→ ABOUT THIS TASK
Only the line containing "case, how ids" and the lines after it, through the end of the entries, should be output exactly.

→ DATA FOR THIS EXERCISE
/// What a pointer event did to the session.
#[derive(Debug, Clone, PartialEq)]
pub enum GestureOutcome {
    Started {
        placement: PlacementId,
        kind: GestureKind,
    },
    /// Live feedback; the model is unchanged.
    Preview(GesturePreview),
    /// The gesture resolved.  `applied` is `false` when the placement had
    /// already gone (e.g. cleared mid-drag).
    Committed { commit: GestureCommit, applied: bool },
    Cancelled { gestures: usize },
}

/// One charm line of an order.
#[derive(Debug, Clone, PartialEq, Serialize)]
pub struct OrderLine {
    pub placement_id: PlacementId,
    pub charm_id: CharmId,
    pub name: String,
    pub price: Price,
}

/// Snapshot of what would be ordered.  Nothing is submitted anywhere.
#[derive(Debug, Clone, PartialEq, Serialize)]
pub struct OrderSummary {
    pub session_id: Uuid,
    pub phone: PhoneModel,
    pub color: Option<PhoneColor>,
    pub lines: Vec<OrderLine>,
    pub base_price: Price,
    pub charms_price: Price,
    pub total: Price,
}

/// The customize-case use case.
pub struct CustomizerSession {
    id: Uuid,
    model: PlacementModel,
    recognizer: GestureRecognizer,
    base_price: Price,
    geometry: PreviewGeometry,
    selected_phone: Option<Arc<PhoneModel>>,
    selected_color: Option<Arc<PhoneColor>>,
}

impl CustomizerSession {
    /// Creates an empty session with no phone selected.
    pub fn new(settings: SessionSettings) -> Self {
        let id = Uuid::new_v4();
        info!(session = %id, base_price = %settings.base_price, "customizer session created");
        Self {
            id,
            model: PlacementModel::with_bounds(settings.bounds),
            recognizer: GestureRecognizer::new(settings.rotate_modifier),
            base_price: settings.base_price,
            geometry: settings.geometry,
            selected_phone: None,
            selected_color: None,
        }
    }

    pub fn id(&self) -> Uuid {
        self.id
    }

    // ── Selection ─────────────────────────────────────────────────────────────

    pub fn select_phone(&mut self, phone: Arc<PhoneModel>) {
        info!(session = %self.id, phone = %phone.id, "phone selected");
        self.selected_phone = Some(phone);
    }

    /// Returns to the phone picker.  Placed charms survive; gestures do not,
    /// because the case surface is no longer shown.
    pub fn clear_phone(&mut self) {
        self.selected_phone = None;
        self.recognizer.cancel_all();
    }

    pub fn selected_phone(&self) -> Option<&Arc<PhoneModel>> {
        self.selected_phone.as_ref()
    }

    pub fn select_color(&mut self, color: Arc<PhoneColor>) {
        debug!(session = %self.id, color = %color.id, "color selected");
        self.selected_color = Some(color);
    }

    pub fn selected_color(&self) -> Option<&Arc<PhoneColor>> {
        self.selected_color.as_ref()
    }

    // ── Placement ─────────────────────────────────────────────────────────────

    /// Places `charm` where it was dropped from the palette.
    ///
    /// # Errors
    ///
    /// Returns [`SessionError::NoPhoneSelected`] before a phone is chosen.
    pub fn drop_charm(&mut self, charm: Arc<Charm>, drop_point: Point) -> Result<PlacementId, SessionError> {
        if self.selected_phone.is_none() {
            return Err(SessionError::NoPhoneSelected);
        }
        let placed = self.model.place(charm, drop_point, &self.geometry.case_rect);
        Ok(placed.id.clone())
    }

    /// Routes a pointer event through the gesture recognizer and commits the
    /// result to the placement model.
    ///
    /// Returns `Ok(None)` for events that concern no gesture (e.g. a move for
    /// a pointer that never went down).
    ///
    /// # Errors
    ///
    /// - [`SessionError::NoPhoneSelected`] for a press while no case is shown.
    /// - [`SessionError::Gesture`] if the press cannot start a gesture.
    pub fn handle_pointer_event(&mut self, event: PointerEvent) -> Result<Option<GestureOutcome>, SessionError> {
        let surface = self.geometry.case_rect;
        match event {
            PointerEvent::Down {
                pointer,
                placement,
                position,
                modifiers,
            } => {
                if self.selected_phone.is_none() {
                    return Err(SessionError::NoPhoneSelected);
                }
                let kind = self
                    .recognizer
                    .on_gesture_start(pointer, &placement, position, modifiers, &self.model, &surface)?;
                Ok(Some(GestureOutcome::Started { placement, kind }))
            }
            PointerEvent::Move { pointer, position } => Ok(self
                .recognizer
                .on_gesture_move(pointer, position, &self.model, &surface)
                .map(GestureOutcome::Preview)),
            PointerEvent::Up { pointer, position } => {
                let trash = self.geometry.trash_rect;
                let commit = match self.recognizer.on_gesture_end(
                    pointer,
                    position,
                    &self.model,
                    &surface,
                    trash.as_ref(),
                ) {
                    Some(commit) => commit,
                    None => return Ok(None),
                };
                let applied = commit.apply(&mut self.model);
                if let GestureCommit::Remove { placement } = &commit {
                    info!(session = %self.id, placement = %placement, applied, "charm dropped on trash");
                }
                Ok(Some(GestureOutcome::Committed { commit, applied }))
            }
            PointerEvent::Cancel { pointer } => Ok(self
                .recognizer
                .on_gesture_cancel(pointer)
                .map(|_| GestureOutcome::Cancelled { gestures: 1 })),
            PointerEvent::FocusLost => {
                let gestures = self.recognizer.cancel_all();
                Ok((gestures > 0).then_some(GestureOutcome::Cancelled { gestures }))
            }
        }
    }

    // ── Editing ───────────────────────────────────────────────────────────────

    /// Removes one placement (the per-charm ✕ button).  Returns `false` if it
    /// was already gone.
    pub fn remove_charm(&mut self, id: &PlacementId) -> bool {
        self.model.remove(id).is_some()
    }

    /// Removes every placement and abandons live gestures.
    pub fn clear_charms(&mut self) -> usize {
        self.recognizer.cancel_all();
        let removed = self.model.clear();
        info!(session = %self.id, removed, "charms cleared");
        removed
    }

    pub fn placements(&self) -> &PlacementModel {
        &self.model
    }

    pub fn placement(&self, id: &PlacementId) -> Option<&PlacedCharm> {
        self.model.get(id)
    }

    // ── Pricing ───────────────────────────────────────────────────────────────

    pub fn base_price(&self) -> Price {
        self.base_price
    }

    pub fn total_price(&self) -> Price {
        self.model.total_price(self.base_price)
    }

    /// Summarises the order behind the "Complete Order" button.
    ///
    /// # Errors
    ///
    /// Returns [`SessionError::NoPhoneSelected`] when there is no case to order.
    pub fn order_summary(&self) -> Result<OrderSummary, SessionError> {
        let phone = self.selected_phone.as_ref().ok_or(SessionError::NoPhoneSelected)?;
        let lines: Vec<OrderLine> = self
            .model
            .iter()
            .map(|p| OrderLine {
                placement_id: p.id.clone(),
                charm_id: p.charm.id.clone(),
                name: p.charm.name.clone(),
                price: p.charm.price,
            })
            .collect();
        Ok(OrderSummary {
            session_id: self.id,
            phone: PhoneModel::clone(phone),
            color: self.selected_color.as_deref().cloned(),
            lines,
            base_price: self.base_price,
            charms_price: self.model.charms_price(),
            total: self.total_price(),
        })
    }

    // ── Geometry ──────────────────────────────────────────────────────────────

    /// Updates the preview layout after a resize.  Stored positions are
    /// normalized, so placements keep their relative spots.
    ///
    /// # Errors
    ///
    /// Returns [`SessionError::InvalidGeometry`] and keeps the current layout
    /// when the case rect is not strictly positive in both dimensions.
    pub fn set_preview_geometry(&mut self, geometry: PreviewGeometry) -> Result<(), SessionError> {
        let case = geometry.case_rect;
        // NaN fails both comparisons, so it is rejected too.
        if !(case.width > 0.0 && case.height > 0.0) {
            return Err(SessionError::InvalidGeometry {
                width: case.width,
                height: case.height,
            });
        }
        debug!(session = %self.id, ?geometry, "preview geometry updated");
        self.geometry = geometry;
        Ok(())
    }

    pub fn geometry(&self) -> PreviewGeometry {
        self.geometry
    }
}
//! Domain entities for the charmcase customizer.
//!
//! This module contains pure business logic with no infrastructure dependencies.
//!
//! # What is "domain" in Clean Architecture? (for beginners)
//!
//! Clean Architecture organises code into concentric layers.  The innermost
//! layer is called the **domain**.  Domain code:
//!
//! - Contains the core business rules of the application.
//! - Has **no** imports from async runtimes, file systems, or UI frameworks.
//! - Can be compiled and tested on any platform without any external setup.
//!
//! Here the business rules are: where a charm may sit on the case, how ids
//! stay unique, how the price is derived, and how a pointer drag resolves
//! into a move, a rotation, or a removal.

/// Catalog entities and prices.
pub mod catalog;

/// Preview-space geometry and normalized coordinates.
pub mod geometry;

/// Pointer gesture recognition (move / rotate / remove / cancel).
pub mod gesture;

/// The placement model: the core domain concept.
///
/// See [`placement::PlacementModel`] for the main type.
pub mod placement;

→ SOLUTION TO THE PROBLEM
//! Here the business rules are: where a charm may sit on the case, how ids
//! stay unique, how the price is derived, and how a pointer drag resolves
//! into a move, a rotation, or a removal.

/// Catalog entities and prices.
pub mod catalog;

/// Preview-space geometry and normalized coordinates.
pub mod geometry;

/// Pointer gesture recognition (move / rotate / remove / cancel).
pub mod gesture;

/// The placement model: the core domain concept.
///
/// See [`placement::PlacementModel`] for the main type.
pub mod placement;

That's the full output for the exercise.